--- Prompt ---
The records that follow are to be repeated without alteration.

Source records
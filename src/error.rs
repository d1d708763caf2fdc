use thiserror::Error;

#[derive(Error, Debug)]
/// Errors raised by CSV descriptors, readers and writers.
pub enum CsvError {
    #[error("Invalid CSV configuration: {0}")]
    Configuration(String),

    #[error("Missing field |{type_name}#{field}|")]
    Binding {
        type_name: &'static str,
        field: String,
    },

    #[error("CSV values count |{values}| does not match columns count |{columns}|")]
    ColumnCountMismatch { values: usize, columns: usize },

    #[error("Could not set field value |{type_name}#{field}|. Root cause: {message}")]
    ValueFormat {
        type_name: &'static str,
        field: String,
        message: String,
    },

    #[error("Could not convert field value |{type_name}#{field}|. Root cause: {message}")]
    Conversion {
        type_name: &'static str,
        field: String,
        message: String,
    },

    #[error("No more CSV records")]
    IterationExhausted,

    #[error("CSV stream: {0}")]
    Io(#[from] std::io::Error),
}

--- Exercise solution ---
filename src/error.rs
repository d1d708763caf2fdc
use thiserror::Error;

#[derive(Error, Debug)]
/// Errors raised by CSV descriptors, readers and writers.
pub enum CsvError {
    #[error("Invalid CSV configuration: {0}")]
    Configuration(String),

    #[error("Missing field |{type_name}#{field}|")]
    Binding {
        type_name: &'static str,
        field: String,
    },

    #[error("CSV values count |{values}| does not match columns count |{columns}|")]
    ColumnCountMismatch { values: usize, columns: usize },

    #[error("Could not set field value |{type_name}#{field}|. Root cause: {message}")]
    ValueFormat {
        type_name: &'static str,
        field: String,
        message: String,
    },

    #[error("Could not convert field value |{type_name}#{field}|. Root cause: {message}")]
    Conversion {
        type_name: &'static str,
        field: String,
        message: String,
    },

    #[error("No more CSV records")]
    IterationExhausted,

    #[error("CSV stream: {0}")]
    Io(#[from] std::io::Error),
}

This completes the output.